Chart by WSJ based on Bureau of Labor Statistics
The Wall Street Journal explains why Illinois is not seeing the same economic growth as that of other states in the Great Lakes region:

If the states are laboratories of democracy, then a great comparative policy experiment is taking place in America's Great Lakes region. Democrats in Illinois have been pursuing their blue-state model of higher taxes and union-dominated government. Neighboring states since 2010 have gone for lower taxes and union reform.
The comparison is especially apt because Illinois Democrats are doubling down on their strategy in this election year. Governor Pat Quinn has announced plans to make permanent the "temporary" tax hikes that were supposed to sunset at the end of this year. Illinois House Speaker Michael Madigan last month floated a 3% surcharge on income over $1 million, only to have it shot down by some in his own caucus. Yet Democrats are still flogging a progressive income tax, which Mr. Quinn all but endorsed last year.

All of which makes it an ideal moment to consider how the Quinn-Madigan policies are working. One way to judge is to compare Illinois with four other Great Lakes states that the federal Bureau of Economic Analysis (BEA) lumps together for its annual survey of economic performance by the 50 states.
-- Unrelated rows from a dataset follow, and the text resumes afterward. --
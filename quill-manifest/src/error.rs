use std::path::PathBuf;

use miette::{Diagnostic, NamedSource, SourceSpan};
use thiserror::Error;

/// Result type for manifest operations (boxed to reduce size on stack)
pub type Result<T> = std::result::Result<T, Box<Error>>;

/// Source content and filename shared by the diagnostics of one manifest.
///
/// ```ignore
/// let ctx = SourceContext::new(content, "quill.toml");
/// ctx.validation_error("snippet 2 sets both 'raw' and 'template'");
/// ctx.reserved_keyword_error("class", "type", span);
/// ```
#[derive(Debug, Clone)]
pub struct SourceContext {
    src: String,
    filename: String,
}

impl SourceContext {
    pub fn new(src: impl Into<String>, filename: impl Into<String>) -> Self {
        Self {
            src: src.into(),
            filename: filename.into(),
        }
    }

    pub fn src(&self) -> &str {
        &self.src
    }

    pub fn filename(&self) -> &str {
        &self.filename
    }

    /// Create a NamedSource for miette error reporting.
    pub fn named_source(&self) -> NamedSource<String> {
        NamedSource::new(&self.filename, self.src.clone())
    }

    /// Create a parse error from a toml error.
    pub fn parse_error(&self, source: toml::de::Error) -> Box<Error> {
        let span = source.span().map(SourceSpan::from);
        Box::new(Error::Parse {
            src: self.named_source(),
            span,
            source,
        })
    }

    /// Create a parse error from a serde_json error.
    ///
    /// serde_json reports 1-based line/column positions; they are turned
    /// into a byte offset so the label lands on the offending character.
    pub fn json_error(&self, source: serde_json::Error) -> Box<Error> {
        let span = offset_of(&self.src, source.line(), source.column())
            .map(|offset| SourceSpan::from((offset, 1)));
        Box::new(Error::Json {
            src: self.named_source(),
            span,
            source,
        })
    }

    /// Create a validation error without a span.
    pub fn validation_error(&self, message: impl Into<String>) -> Box<Error> {
        Box::new(Error::Validation {
            src: self.named_source(),
            span: None,
            message: message.into(),
        })
    }

    /// Create a validation error pointing at `span`, when one was found.
    pub fn validation_error_at(
        &self,
        message: impl Into<String>,
        span: Option<SourceSpan>,
    ) -> Box<Error> {
        Box::new(Error::Validation {
            src: self.named_source(),
            span,
            message: message.into(),
        })
    }

    pub fn reserved_keyword_error(
        &self,
        name: impl Into<String>,
        context: impl Into<String>,
        span: Option<SourceSpan>,
    ) -> Box<Error> {
        Box::new(Error::ReservedKeyword {
            src: self.named_source(),
            span,
            name: name.into(),
            context: context.into(),
        })
    }

    pub fn invalid_identifier_error(
        &self,
        name: impl Into<String>,
        context: impl Into<String>,
        reason: impl Into<String>,
        span: Option<SourceSpan>,
    ) -> Box<Error> {
        Box::new(Error::InvalidIdentifier {
            src: self.named_source(),
            span,
            name: name.into(),
            context: context.into(),
            reason: reason.into(),
        })
    }
}

/// Byte offset of a 1-based line/column position. Column 0 means the
/// position just before the first character of the line.
fn offset_of(src: &str, line: usize, column: usize) -> Option<usize> {
    if line == 0 {
        return None;
    }
    let line_start: usize = src
        .split_inclusive('\n')
        .take(line - 1)
        .map(str::len)
        .sum();
    let offset = line_start + column.saturating_sub(1);
    (offset < src.len()).then_some(offset)
}

#[derive(Debug, Error, Diagnostic)]
pub enum Error {
    #[error("failed to read '{path}'")]
    #[diagnostic(help("pass the manifest with -c/--config, e.g. 'quill render -c quill.toml'"))]
    Io {
        path: PathBuf,
        #[source]
        source: std::io::Error,
    },

    #[error("failed to parse manifest")]
    #[diagnostic(code(quill::parse_error))]
    Parse {
        #[source_code]
        src: NamedSource<String>,
        #[label("parse error here")]
        span: Option<SourceSpan>,
        #[source]
        source: toml::de::Error,
    },

    #[error("failed to parse JSON manifest")]
    #[diagnostic(code(quill::parse_error))]
    Json {
        #[source_code]
        src: NamedSource<String>,
        #[label("parse error here")]
        span: Option<SourceSpan>,
        #[source]
        source: serde_json::Error,
    },

    #[error("{message}")]
    #[diagnostic(code(quill::validation_error))]
    Validation {
        #[source_code]
        src: NamedSource<String>,
        #[label("{message}")]
        span: Option<SourceSpan>,
        message: String,
    },

    #[error("'{name}' is a reserved C# keyword")]
    #[diagnostic(
        code(quill::reserved_keyword),
        help("write '@{name}' to use it as a {context} name, or pick another name")
    )]
    ReservedKeyword {
        #[source_code]
        src: NamedSource<String>,
        #[label("reserved keyword used here")]
        span: Option<SourceSpan>,
        name: String,
        context: String,
    },

    #[error("invalid {context} name '{name}'")]
    #[diagnostic(
        code(quill::invalid_identifier),
        help(
            "{reason}. Use only letters, numbers, and underscores, starting with a letter or underscore."
        )
    )]
    InvalidIdentifier {
        #[source_code]
        src: NamedSource<String>,
        #[label("invalid identifier")]
        span: Option<SourceSpan>,
        name: String,
        context: String,
        reason: String,
    },

    #[error(transparent)]
    #[diagnostic(
        code(quill::template),
        help("templates are '*.tmpl' files in the directory named by 'templates'")
    )]
    Template(#[from] quill_core::Error),

    #[error("failed to render document")]
    #[diagnostic(code(quill::render))]
    Render(#[from] quill_emit::Error),
}
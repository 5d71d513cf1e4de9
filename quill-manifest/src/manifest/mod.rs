//! Manifest types and parsing for quill.toml / quill.json files.

mod file;
mod parse;
mod validate;

use std::{collections::BTreeMap, path::PathBuf};

pub use file::ManifestFile;
pub use parse::{Format, parse_manifest};
use quill_emit::EmitConfig;
use serde::Deserialize;
pub use validate::ParseContext;

/// Root manifest: one generated C# document.
#[derive(Debug, Clone, Default, Deserialize)]
#[serde(rename_all = "kebab-case", deny_unknown_fields)]
pub struct Manifest {
    /// Document-level namespace
    pub namespace: Option<String>,

    /// Where `quill render` writes the document, relative to the manifest
    pub output: Option<PathBuf>,

    /// Directory of `*.tmpl` snippet templates, relative to the manifest
    pub templates: Option<PathBuf>,

    #[serde(default)]
    pub usings: Vec<String>,

    #[serde(default)]
    pub static_usings: Vec<String>,

    /// `using Alias = Target;` directives
    #[serde(default)]
    pub aliases: BTreeMap<String, String>,

    /// Template values shared by every snippet
    #[serde(default)]
    pub values: BTreeMap<String, String>,

    /// Emission settings
    #[serde(default)]
    pub document: EmitConfig,

    #[serde(default)]
    pub types: Vec<TypeSpec>,

    #[serde(default)]
    pub snippets: Vec<Snippet>,
}

impl Manifest {
    /// Number of type declarations, nested ones included.
    pub fn type_count(&self) -> usize {
        self.types.iter().map(TypeSpec::type_count).sum()
    }

    /// Number of methods across all types.
    pub fn method_count(&self) -> usize {
        self.types.iter().map(TypeSpec::method_count).sum()
    }
}

/// A type declaration.
#[derive(Debug, Clone, Deserialize)]
#[serde(rename_all = "kebab-case", deny_unknown_fields)]
pub struct TypeSpec {
    pub name: String,

    #[serde(default)]
    pub kind: TypeKind,

    #[serde(default = "default_modifiers")]
    pub modifiers: Vec<String>,

    /// Generic type parameters
    #[serde(default)]
    pub generics: Vec<String>,

    /// Primary constructor parameter list, without parentheses
    pub parameters: Option<String>,

    #[serde(default)]
    pub bases: Vec<String>,

    #[serde(default)]
    pub attributes: Vec<String>,

    #[serde(default)]
    pub constraints: Vec<String>,

    /// `<summary>` documentation
    pub summary: Option<String>,

    /// Field, property and enum member lines, written as given
    #[serde(default)]
    pub members: Vec<String>,

    #[serde(default)]
    pub methods: Vec<MethodSpec>,

    /// Nested type declarations
    #[serde(default)]
    pub types: Vec<TypeSpec>,
}

impl TypeSpec {
    fn type_count(&self) -> usize {
        1 + self.types.iter().map(TypeSpec::type_count).sum::<usize>()
    }

    fn method_count(&self) -> usize {
        self.methods.len() + self.types.iter().map(TypeSpec::method_count).sum::<usize>()
    }

    /// Records with a primary constructor and nothing else end in `;`.
    pub fn is_terminated(&self) -> bool {
        self.parameters.is_some()
            && matches!(self.kind, TypeKind::Record | TypeKind::RecordStruct)
            && self.members.is_empty()
            && self.methods.is_empty()
            && self.types.is_empty()
    }
}

#[derive(Debug, Clone, Copy, Default, PartialEq, Eq, Deserialize)]
#[serde(rename_all = "kebab-case")]
pub enum TypeKind {
    #[default]
    Class,
    Interface,
    Struct,
    Record,
    RecordStruct,
    Enum,
}

impl TypeKind {
    pub fn keyword(&self) -> &'static str {
        match self {
            Self::Class => "class",
            Self::Interface => "interface",
            Self::Struct => "struct",
            Self::Record => "record",
            Self::RecordStruct => "record struct",
            Self::Enum => "enum",
        }
    }

    pub fn has_primary_constructor(&self) -> bool {
        !matches!(self, Self::Interface | Self::Enum)
    }
}

/// A method, constructor or property with a body.
///
/// A method named like its enclosing type is a constructor and has no
/// return type.
#[derive(Debug, Clone, Deserialize)]
#[serde(rename_all = "kebab-case", deny_unknown_fields)]
pub struct MethodSpec {
    pub name: String,

    #[serde(default = "default_returns")]
    pub returns: String,

    #[serde(default = "default_modifiers")]
    pub modifiers: Vec<String>,

    #[serde(default)]
    pub generics: Vec<String>,

    #[serde(default)]
    pub parameters: Vec<ParameterSpec>,

    #[serde(default)]
    pub attributes: Vec<String>,

    #[serde(default)]
    pub constraints: Vec<String>,

    pub summary: Option<String>,

    /// `<returns>` documentation
    pub returns_doc: Option<String>,

    /// Statements of a block body
    #[serde(default)]
    pub body: Vec<String>,

    /// Expression of an `=>` body
    pub arrow: Option<String>,

    /// Declaration without a body
    #[serde(default, rename = "abstract")]
    pub is_abstract: bool,
}

#[derive(Debug, Clone, Deserialize)]
#[serde(rename_all = "kebab-case", deny_unknown_fields)]
pub struct ParameterSpec {
    pub name: String,

    #[serde(rename = "type")]
    pub ty: String,

    /// Default value expression
    pub default: Option<String>,

    /// `<param>` documentation
    pub doc: Option<String>,
}

/// Free-standing top-level text, given inline or rendered from a template.
#[derive(Debug, Clone, Default, Deserialize)]
#[serde(rename_all = "kebab-case", deny_unknown_fields)]
pub struct Snippet {
    pub raw: Option<String>,

    /// Template id (file stem in the templates directory)
    pub template: Option<String>,

    /// Values for this snippet; override the manifest-wide values
    #[serde(default)]
    pub values: BTreeMap<String, String>,

    #[serde(default)]
    pub placement: Placement,
}

/// Where a snippet goes relative to the type declarations.
#[derive(Debug, Clone, Copy, Default, PartialEq, Eq, Deserialize)]
#[serde(rename_all = "kebab-case")]
pub enum Placement {
    Before,
    #[default]
    After,
}

fn default_modifiers() -> Vec<String> {
    vec!["public".to_string()]
}

fn default_returns() -> String {
    "void".to_string()
}
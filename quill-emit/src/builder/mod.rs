//! Fluent construction surface.
//!
//! Each context a node can be attached in has its own builder type, and
//! each kind of attachment is a capability trait implemented only by the
//! builders where it is legal:
//!
//! | Trait | Implemented by |
//! |---|---|
//! | [`TopLevel`] | [`Document`], [`NamespaceBuilder`] |
//! | [`Members`] | [`TypeBuilder`] |
//! | [`Statements`] | [`MethodBuilder`], [`BlockBuilder`] |
//! | [`Separators`] | [`BlockBuilder`], [`Document`] |
//! | [`Annotated`] | [`TypeBuilder`], [`MethodBuilder`] |
//!
//! Nested builders are configured through a callback and the finished node
//! is moved into its parent, so every node has exactly one owner.

mod decl;
mod scope;

pub use decl::{DocBuilder, NamespaceBuilder, TypeBuilder};
pub use scope::{BlockBuilder, MethodBuilder};

use crate::{Brackets, CodeBlock, Declaration, Document, Node, RawText, Separator};

/// Contexts that hold type declarations and free-standing text.
pub trait TopLevel {
    /// Attach a finished node.
    fn push_entry(&mut self, node: Node);

    /// Add a type declaration configured by `f`.
    fn type_decl(
        &mut self,
        signature: impl Into<String>,
        f: impl FnOnce(&mut TypeBuilder),
    ) -> &mut Self {
        let mut builder = TypeBuilder::new(signature);
        f(&mut builder);
        self.push_entry(builder.finish().into());
        self
    }

    /// Add indented raw text.
    fn raw(&mut self, text: impl Into<String>) -> &mut Self {
        self.push_entry(RawText::new(text).into());
        self
    }
}

/// Type bodies.
pub trait Members {
    fn push_member(&mut self, node: Node);

    fn nested_type(
        &mut self,
        signature: impl Into<String>,
        f: impl FnOnce(&mut TypeBuilder),
    ) -> &mut Self {
        let mut builder = TypeBuilder::new(signature);
        f(&mut builder);
        self.push_member(builder.finish().into());
        self
    }

    fn method(
        &mut self,
        signature: impl Into<String>,
        f: impl FnOnce(&mut MethodBuilder),
    ) -> &mut Self {
        let mut builder = MethodBuilder::new(signature);
        f(&mut builder);
        self.push_member(builder.finish().into());
        self
    }

    /// A field, property or other single member line.
    fn member(&mut self, text: impl Into<String>) -> &mut Self {
        self.push_member(RawText::new(text).into());
        self
    }

    /// Member text written verbatim, without indentation.
    fn raw_member(&mut self, text: impl Into<String>) -> &mut Self {
        self.push_member(RawText::verbatim(text).into());
        self
    }
}

/// Statement sequences.
pub trait Statements {
    fn push_statement(&mut self, node: Node);

    fn statement(&mut self, text: impl Into<String>) -> &mut Self {
        self.push_statement(RawText::new(text).into());
        self
    }

    /// Statement text written verbatim, without indentation.
    fn raw_statement(&mut self, text: impl Into<String>) -> &mut Self {
        self.push_statement(RawText::verbatim(text).into());
        self
    }

    /// `header` followed by a brace block.
    fn scope(
        &mut self,
        header: impl Into<String>,
        f: impl FnOnce(&mut BlockBuilder),
    ) -> &mut Self {
        let mut builder = BlockBuilder::from_block(CodeBlock::braced(header));
        f(&mut builder);
        self.push_statement(builder.finish().into());
        self
    }

    /// `header` followed by a block wrapped in `brackets`.
    fn scope_with(
        &mut self,
        header: impl Into<String>,
        brackets: Brackets,
        f: impl FnOnce(&mut BlockBuilder),
    ) -> &mut Self {
        let block = CodeBlock::new().header(header).brackets(brackets);
        let mut builder = BlockBuilder::from_block(block);
        f(&mut builder);
        self.push_statement(builder.finish().into());
        self
    }

    /// A bare block whose shape is set entirely by `f`.
    fn block(&mut self, f: impl FnOnce(&mut BlockBuilder)) -> &mut Self {
        let mut builder = BlockBuilder::new();
        f(&mut builder);
        self.push_statement(builder.finish().into());
        self
    }
}

/// Blank-line placeholders between siblings.
pub trait Separators {
    fn push_separator(&mut self, separator: Separator);

    /// One blank line between the neighbours, nothing at either end.
    fn separator(&mut self) -> &mut Self {
        self.push_separator(Separator::new());
        self
    }

    /// One blank line, kept even at the start or end of a sequence.
    fn forced_separator(&mut self) -> &mut Self {
        self.push_separator(Separator::forced());
        self
    }
}

/// Declarations that carry doc comments, attributes and constraints.
pub trait Annotated {
    fn declaration(&mut self) -> &mut Declaration;

    fn doc(&mut self, f: impl FnOnce(&mut DocBuilder)) -> &mut Self {
        let declaration = self.declaration();
        let mut builder = DocBuilder::from_comment(declaration.doc.take().unwrap_or_default());
        f(&mut builder);
        declaration.doc = Some(builder.finish());
        self
    }

    /// Add an attribute, with or without its surrounding brackets.
    fn attribute(&mut self, attribute: impl Into<String>) -> &mut Self {
        self.declaration().attributes.entries.push(attribute.into());
        self
    }

    /// Add a generic constraint clause such as `T : class`.
    fn constraint(&mut self, constraint: impl Into<String>) -> &mut Self {
        self.declaration().constraints.entries.push(constraint.into());
        self
    }
}

impl TopLevel for Document {
    fn push_entry(&mut self, node: Node) {
        self.nodes_mut().push(node);
    }
}

impl Separators for Document {
    fn push_separator(&mut self, separator: Separator) {
        self.nodes_mut().push(separator.into());
    }
}

impl Document {
    /// Add a `namespace` declaration. Only documents without a
    /// document-level namespace can render these.
    pub fn namespace_decl(
        &mut self,
        name: impl Into<String>,
        f: impl FnOnce(&mut NamespaceBuilder),
    ) -> &mut Self {
        let mut builder = NamespaceBuilder::new(name);
        f(&mut builder);
        self.add(builder.finish())
    }
}
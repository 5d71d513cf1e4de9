//! Literal text nodes.

use super::Renderable;
use crate::SourceWriter;

/// How raw text reaches the writer.
#[derive(Debug, Clone, Copy, PartialEq, Eq, Default)]
pub enum RawMode {
    /// Every line is indented (and classified) like any other output.
    #[default]
    Indented,
    /// Written as-is, bypassing indentation. Used for content that must not
    /// be reflowed, such as multi-line string literals.
    Verbatim,
}

/// A block of literal text, possibly spanning several lines.
#[derive(Debug, Clone, PartialEq, Eq)]
pub struct RawText {
    pub text: String,
    pub mode: RawMode,
}

impl RawText {
    /// Text indented at the current depth.
    pub fn new(text: impl Into<String>) -> Self {
        Self {
            text: text.into(),
            mode: RawMode::Indented,
        }
    }

    /// Text written verbatim.
    pub fn verbatim(text: impl Into<String>) -> Self {
        Self {
            text: text.into(),
            mode: RawMode::Verbatim,
        }
    }
}

impl Renderable for RawText {
    fn render(&self, out: &mut SourceWriter, tail: bool) {
        match (self.mode, tail) {
            (RawMode::Indented, false) => out.append_line(&self.text),
            (RawMode::Indented, true) => out.append(strip_newline(&self.text)),
            (RawMode::Verbatim, false) => out.append_raw_line(&self.text),
            (RawMode::Verbatim, true) => out.append_raw(strip_newline(&self.text)),
        };
    }
}

/// Drop one trailing line break so a tail node leaves its line open.
fn strip_newline(text: &str) -> &str {
    text.strip_suffix("\r\n")
        .or_else(|| text.strip_suffix('\n'))
        .unwrap_or(text)
}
Key points from the WSJ opinion piece:
  • Illinois's 8.7% jobless rate is the country's second highest and has only fallen by a mere 0.7 percentage while Michigan, Ohio, Indiana and Wisconsin saw sharp declines. Only Illinois raised taxes.
  • Illinois recorded the slowest personal income growth in the Great Lakes and one third of of its growth last year was driven by "transfer receipts" (i.e., food stamps, workers' compensation, disability, welfare, Medicaid, Social Security, Medicare, earned income tax credits, unemployment benefits). According to BEA, these payments increased 5.2% in Illinois in 2013, the third most in the U.S., while wages and salaries ticked up only 1%."
  • Illinois saw workers leaving the state while the Michigan and Indiana saw their workforce grow.
  • Illinois lost manufacturing jobs while Michigan, Indiana and Ohio each added them.